Stored data entries:
================================

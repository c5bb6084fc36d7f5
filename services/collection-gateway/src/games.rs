//! Game endpoints
//!
//! Reads are gated by the game's visibility; role listing and visibility
//! changes by the caller's management role on the game.

use axum::extract::{Path, State};
use axum::routing::{get, patch};
use axum::{Extension, Json, Router, middleware};
use repository::{Game, GameFile, GameId, GameRole, UserId, Visibility};
use serde::{Deserialize, Serialize};
use tracing::info;
use uuid::Uuid;

use crate::AppState;
use crate::checker::{Grant, Guard, SecurityScheme, guard};
use crate::error::ApiError;

pub fn routes(state: &AppState) -> Router<AppState> {
    let auth = |scheme| {
        middleware::from_fn_with_state(
            Guard::new(state.checker.clone(), state.sessions.clone(), scheme),
            guard,
        )
    };

    Router::new()
        .route(
            "/games/{gameID}",
            get(get_game).route_layer(auth(SecurityScheme::GameInfoVisibilityAuth)),
        )
        .route(
            "/games/{gameID}/files",
            get(game_files).route_layer(auth(SecurityScheme::GameFileVisibilityAuth)),
        )
        .route(
            "/games/{gameID}/roles",
            get(game_roles).route_layer(auth(SecurityScheme::GameMaintainerAuth)),
        )
        .route(
            "/games/{gameID}/visibility",
            patch(update_visibility).route_layer(auth(SecurityScheme::GameOwnerAuth)),
        )
}

#[derive(Debug, Serialize)]
#[serde(rename_all = "camelCase")]
pub struct GameResponse {
    id: GameId,
    name: String,
    description: String,
    visibility: Visibility,
    created_at: u64,
}

impl From<Game> for GameResponse {
    fn from(game: Game) -> Self {
        Self {
            id: game.id,
            name: game.name,
            description: game.description,
            visibility: game.visibility,
            created_at: game.created_at,
        }
    }
}

#[derive(Debug, Serialize)]
#[serde(rename_all = "camelCase")]
pub struct GameFileResponse {
    id: Uuid,
    file_type: String,
    entry_point: String,
}

impl From<GameFile> for GameFileResponse {
    fn from(file: GameFile) -> Self {
        Self {
            id: file.id,
            file_type: file.file_type,
            entry_point: file.entry_point,
        }
    }
}

#[derive(Debug, Serialize)]
#[serde(rename_all = "camelCase")]
struct RoleResponse {
    user_id: UserId,
    role: GameRole,
}

#[derive(Debug, Deserialize)]
struct VisibilityRequest {
    visibility: Visibility,
}

pub async fn load_game(state: &AppState, id: GameId) -> Result<Game, ApiError> {
    state
        .games
        .get_game(id)
        .await?
        .ok_or_else(|| ApiError::NotFound("game not found".into()))
}

async fn get_game(
    State(state): State<AppState>,
    Path(game_id): Path<GameId>,
) -> Result<Json<GameResponse>, ApiError> {
    Ok(Json(load_game(&state, game_id).await?.into()))
}

async fn game_files(
    State(state): State<AppState>,
    Path(game_id): Path<GameId>,
    Extension(grant): Extension<Grant>,
) -> Result<Json<Vec<GameFileResponse>>, ApiError> {
    let game = load_game(&state, game_id).await?;
    if grant == Grant::Anonymous {
        info!(%game_id, files = game.files.len(), "anonymous file listing of public game");
    }
    Ok(Json(game.files.into_iter().map(Into::into).collect()))
}

async fn game_roles(
    State(state): State<AppState>,
    Path(game_id): Path<GameId>,
) -> Result<Json<Vec<RoleResponse>>, ApiError> {
    load_game(&state, game_id).await?;
    let managers = state.roles.game_managers(game_id).await?;
    Ok(Json(
        managers
            .into_iter()
            .map(|(user_id, role)| RoleResponse { user_id, role })
            .collect(),
    ))
}

async fn update_visibility(
    State(state): State<AppState>,
    Path(game_id): Path<GameId>,
    Extension(user): Extension<collection_auth::UserIdentity>,
    Json(body): Json<VisibilityRequest>,
) -> Result<Json<GameResponse>, ApiError> {
    let game = state
        .games
        .update_visibility(game_id, body.visibility)
        .await?;
    info!(
        %game_id,
        user_id = %user.id,
        visibility = body.visibility.label(),
        "game visibility changed"
    );
    Ok(Json(game.into()))
}

#[cfg(test)]
mod tests {
    use std::sync::Arc;

    use axum::body::Body;
    use axum::http::header::{CONTENT_TYPE, COOKIE};
    use axum::http::{Request, StatusCode};
    use common::now_millis;
    use tower::ServiceExt;

    use crate::build_router;
    use crate::test_support::{FakeProvider, Fixture, member_session};

    use super::*;

    async fn body_json(response: axum::response::Response) -> serde_json::Value {
        let bytes = axum::body::to_bytes(response.into_body(), 64 * 1024)
            .await
            .unwrap();
        serde_json::from_slice(&bytes).unwrap()
    }

    fn app(fx: &Fixture) -> Router {
        build_router(fx.app_state(Arc::new(FakeProvider::new())), 16)
    }

    fn get(uri: &str, cookie: Option<&str>) -> Request<Body> {
        let mut builder = Request::get(uri);
        if let Some(cookie) = cookie {
            builder = builder.header(COOKIE, cookie);
        }
        builder.body(Body::empty()).unwrap()
    }

    fn set_visibility(game: GameId, cookie: &str, visibility: &str) -> Request<Body> {
        Request::patch(format!("/games/{game}/visibility"))
            .header(COOKIE, cookie)
            .header(CONTENT_TYPE, "application/json")
            .body(Body::from(
                serde_json::json!({ "visibility": visibility }).to_string(),
            ))
            .unwrap()
    }

    #[tokio::test]
    async fn public_game_is_readable_anonymously() {
        let fx = Fixture::new().await;
        let game = fx.game(Visibility::Public).await;

        let response = app(&fx)
            .oneshot(get(&format!("/games/{game}"), None))
            .await
            .unwrap();
        assert_eq!(response.status(), StatusCode::OK);
        let json = body_json(response).await;
        assert_eq!(json["visibility"], "public");
        assert_eq!(json["id"], game.to_string());
    }

    #[tokio::test]
    async fn private_game_requires_live_identity() {
        let fx = Fixture::new().await;
        let app = app(&fx);
        let game = fx.game(Visibility::Private).await;

        let response = app
            .clone()
            .oneshot(get(&format!("/games/{game}/files"), None))
            .await
            .unwrap();
        assert_eq!(response.status(), StatusCode::UNAUTHORIZED);

        let (_, expired) = member_session("alice", now_millis() - 1);
        let response = app
            .clone()
            .oneshot(get(
                &format!("/games/{game}/files"),
                Some(&fx.cookie(&expired)),
            ))
            .await
            .unwrap();
        assert_eq!(response.status(), StatusCode::UNAUTHORIZED);

        let (_, live) = member_session("alice", now_millis() + 60_000);
        let response = app
            .oneshot(get(&format!("/games/{game}/files"), Some(&fx.cookie(&live))))
            .await
            .unwrap();
        assert_eq!(response.status(), StatusCode::OK);
        assert_eq!(body_json(response).await, serde_json::json!([]));
    }

    #[tokio::test]
    async fn unknown_game_is_not_found() {
        let fx = Fixture::new().await;
        let response = app(&fx)
            .oneshot(get(&format!("/games/{}", GameId::new()), None))
            .await
            .unwrap();
        assert_eq!(response.status(), StatusCode::NOT_FOUND);
        assert_eq!(body_json(response).await["error"], "game not found");
    }

    #[tokio::test]
    async fn malformed_game_id_is_bad_request() {
        let fx = Fixture::new().await;
        let response = app(&fx)
            .oneshot(get("/games/not-a-uuid", None))
            .await
            .unwrap();
        assert_eq!(response.status(), StatusCode::BAD_REQUEST);
    }

    #[tokio::test]
    async fn maintainers_list_roles_but_only_owners_change_visibility() {
        let fx = Fixture::new().await;
        let app = app(&fx);
        let game = fx.game(Visibility::Limited).await;
        let (owner, owner_session) = member_session("owner", now_millis() + 60_000);
        let (maintainer, maintainer_session) = member_session("maint", now_millis() + 60_000);
        fx.store
            .set_game_role(game, owner.id, GameRole::Owner)
            .await
            .unwrap();
        fx.store
            .set_game_role(game, maintainer.id, GameRole::Maintainer)
            .await
            .unwrap();
        let owner_cookie = fx.cookie(&owner_session);
        let maintainer_cookie = fx.cookie(&maintainer_session);

        let response = app
            .clone()
            .oneshot(get(&format!("/games/{game}/roles"), Some(&maintainer_cookie)))
            .await
            .unwrap();
        assert_eq!(response.status(), StatusCode::OK);
        assert_eq!(body_json(response).await.as_array().unwrap().len(), 2);

        let response = app
            .clone()
            .oneshot(set_visibility(game, &maintainer_cookie, "public"))
            .await
            .unwrap();
        assert_eq!(response.status(), StatusCode::FORBIDDEN);

        let response = app
            .clone()
            .oneshot(set_visibility(game, &owner_cookie, "public"))
            .await
            .unwrap();
        assert_eq!(response.status(), StatusCode::OK);
        assert_eq!(body_json(response).await["visibility"], "public");

        // Now readable without any credential
        let response = app
            .oneshot(get(&format!("/games/{game}"), None))
            .await
            .unwrap();
        assert_eq!(response.status(), StatusCode::OK);
    }

    #[tokio::test]
    async fn admin_bypasses_game_roles() {
        let fx = Fixture::new().await;
        let game = fx.game(Visibility::Private).await;
        let (admin, session) = member_session("root", now_millis() + 60_000);
        fx.store.grant_admin(admin.id).await.unwrap();

        let response = app(&fx)
            .oneshot(set_visibility(game, &fx.cookie(&session), "limited"))
            .await
            .unwrap();
        assert_eq!(response.status(), StatusCode::OK);
    }

    #[tokio::test]
    async fn stranger_cannot_list_roles() {
        let fx = Fixture::new().await;
        let game = fx.game(Visibility::Public).await;
        let (_, session) = member_session("eve", now_millis() + 60_000);

        let response = app(&fx)
            .oneshot(get(&format!("/games/{game}/roles"), Some(&fx.cookie(&session))))
            .await
            .unwrap();
        assert_eq!(response.status(), StatusCode::FORBIDDEN);
        assert_eq!(
            body_json(response).await["error"],
            "you are not maintainer of this game"
        );
    }
}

================================

Task:
Look above for the line holding "-> Result<Json<Vec<RoleResponse>>, ApiError>" and the line holding "async fn body_json(response: axum::response::Response)". Retype both, and every line between them, word for word and nothing else.

Task response:
) -> Result<Json<Vec<RoleResponse>>, ApiError> {
    load_game(&state, game_id).await?;
    let managers = state.roles.game_managers(game_id).await?;
    Ok(Json(
        managers
            .into_iter()
            .map(|(user_id, role)| RoleResponse { user_id, role })
            .collect(),
    ))
}

async fn update_visibility(
    State(state): State<AppState>,
    Path(game_id): Path<GameId>,
    Extension(user): Extension<collection_auth::UserIdentity>,
    Json(body): Json<VisibilityRequest>,
) -> Result<Json<GameResponse>, ApiError> {
    let game = state
        .games
        .update_visibility(game_id, body.visibility)
        .await?;
    info!(
        %game_id,
        user_id = %user.id,
        visibility = body.visibility.label(),
        "game visibility changed"
    );
    Ok(Json(game.into()))
}

#[cfg(test)]
mod tests {
    use std::sync::Arc;

    use axum::body::Body;
    use axum::http::header::{CONTENT_TYPE, COOKIE};
    use axum::http::{Request, StatusCode};
    use common::now_millis;
    use tower::ServiceExt;

    use crate::build_router;
    use crate::test_support::{FakeProvider, Fixture, member_session};

    use super::*;

    async fn body_json(response: axum::response::Response) -> serde_json::Value {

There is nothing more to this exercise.